近藤「崩し」生かし切れず立ち技不発 高藤は安全策という選択肢も
2016年08月08日 09:10
五輪
![近藤「崩し」生かし切れず立ち技不発 高藤は安全策という選択肢も](/sports/news/2016/08/08/jpeg/G20160808013120330_view.jpg)
ただし、抜群の破壊力を持つ立ち技が不発だった原因は分析し、反省材料としなければいけない。柔道の投げ技は「崩し(相手を動かす)」「つくり(技に入る間合いをつくる)」「掛け」の3局面からなるが、この日の近藤は一発を狙うあまり、「崩し」が生かし切れていなかったように感じた。こうなると、組み手でいいところを持てなければ破壊力が落ちる。ライバルたちはそれを研究して、近藤の組み手を封じたり、組まれそうになれば掛け逃げしてでも流れを切ろうとしていた。

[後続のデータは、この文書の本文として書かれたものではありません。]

//! User configuration file handling
//!
//! Manages settings from ~/.config/fontgen/settings.json

use crate::core::errors::FontgenContext;
use crate::data::ExportFormat;
use serde::{Deserialize, Serialize};
use std::fs;
use std::path::{Path, PathBuf};
use tracing::{debug, warn};

/// User configuration from ~/.config/fontgen/settings.json
///
/// These settings override built-in defaults but are overridden by CLI arguments
#[derive(Debug, Clone, PartialEq, Serialize, Deserialize, Default)]
#[serde(default)]
pub struct ConfigFile {
    /// Directory exports are written to
    pub output_dir: Option<PathBuf>,
    /// Preset ids exported when none are given on the command line
    pub default_fonts: Option<Vec<String>>,
    /// Export format used when `--format` is not given
    pub format: Option<ExportFormat>,
}

impl ConfigFile {
    /// Get the path to the fontgen config directory
    pub fn config_dir() -> PathBuf {
        let config_dir = dirs::config_dir()
            .unwrap_or_else(|| dirs::home_dir().unwrap_or_else(|| PathBuf::from(".")));
        config_dir.join("fontgen")
    }

    /// Get the path to the user config file
    pub fn config_path() -> PathBuf {
        Self::config_dir().join("settings.json")
    }

    /// Get the path to the logs directory
    pub fn logs_dir() -> PathBuf {
        Self::config_dir().join("logs")
    }

    /// Load configuration from the user config file
    ///
    /// A missing file gives the defaults silently; an unreadable or invalid
    /// one gives the defaults with a warning.
    pub fn load() -> Self {
        let path = Self::config_path();
        if !path.exists() {
            return Self::default();
        }
        match Self::load_from(&path) {
            Ok(config) => {
                debug!("Loaded user settings from {:?}", path);
                config
            }
            Err(e) => {
                warn!("Ignoring settings file: {:#}", e);
                Self::default()
            }
        }
    }

    /// Read and parse a settings file
    pub fn load_from(path: &Path) -> anyhow::Result<Self> {
        let contents = fs::read_to_string(path).with_file_context("read", path)?;
        serde_json::from_str(&contents).with_file_context("parse", path)
    }

    /// Save configuration to `path`
    pub fn save_to(&self, path: &Path) -> anyhow::Result<()> {
        if let Some(parent) = path.parent() {
            fs::create_dir_all(parent).with_file_context("create", parent)?;
        }
        let contents = serde_json::to_string_pretty(self)?;
        fs::write(path, contents).with_file_context("write", path)?;
        debug!("Saved settings to {:?}", path);
        Ok(())
    }
}

#[cfg(test)]
mod tests {
    use super::*;

    #[test]
    fn settings_round_trip_through_disk() {
        let dir = tempfile::tempdir().unwrap();
        let path = dir.path().join("nested").join("settings.json");
        let config = ConfigFile {
            output_dir: Some(PathBuf::from("build/fonts")),
            default_fonts: Some(vec!["vkr".to_string(), "klm".to_string()]),
            format: Some(ExportFormat::Svg),
        };
        config.save_to(&path).unwrap();
        assert_eq!(ConfigFile::load_from(&path).unwrap(), config);
    }

    #[test]
    fn missing_keys_default_to_none() {
        let dir = tempfile::tempdir().unwrap();
        let path = dir.path().join("settings.json");
        fs::write(&path, r#"{ "format": "json" }"#).unwrap();
        let config = ConfigFile::load_from(&path).unwrap();
        assert_eq!(config.format, Some(ExportFormat::Json));
        assert_eq!(config.output_dir, None);
        assert_eq!(config.default_fonts, None);
    }

    #[test]
    fn invalid_file_reports_its_path() {
        let dir = tempfile::tempdir().unwrap();
        let path = dir.path().join("settings.json");
        fs::write(&path, "{ not json").unwrap();
        let error = ConfigFile::load_from(&path).unwrap_err();
        assert!(error.to_string().starts_with("failed to parse"));
    }
}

まだ21歳。伸びしろはある。次のステップとして(1)直線的な動きだけでなく、左右を含めてさまざまな方向に相手を動かす(2)一発の技にこだわらず、連続技でチャンスをつくる、といった工夫ができれば柔道の幅が広がり、世界の頂点に近づくと思う。
一方、男子60キロ級の高藤はもったいない敗戦だった。投げられたのは、相手が間合いを詰めて接近戦を仕掛けてきたところ。普通の日本選手なら距離を取ろうとするが、高藤は反射神経に自信があるだけでなく、接近戦も強いため付き合ってしまった。「過信」と言うと厳しいかもしれないが、ミスが許されない舞台。安全策という選択肢はあっても良かった。
それでも、気持ちを切らさず銅メダルを獲得したこと、最後に「これが今の力」と口にしたことは精神的成長の証だと感じた。今回の負けを糧として、さらに強い選手になってほしい。 (94、97年全日本選手権覇者、日大男子監督、文理学部准教授)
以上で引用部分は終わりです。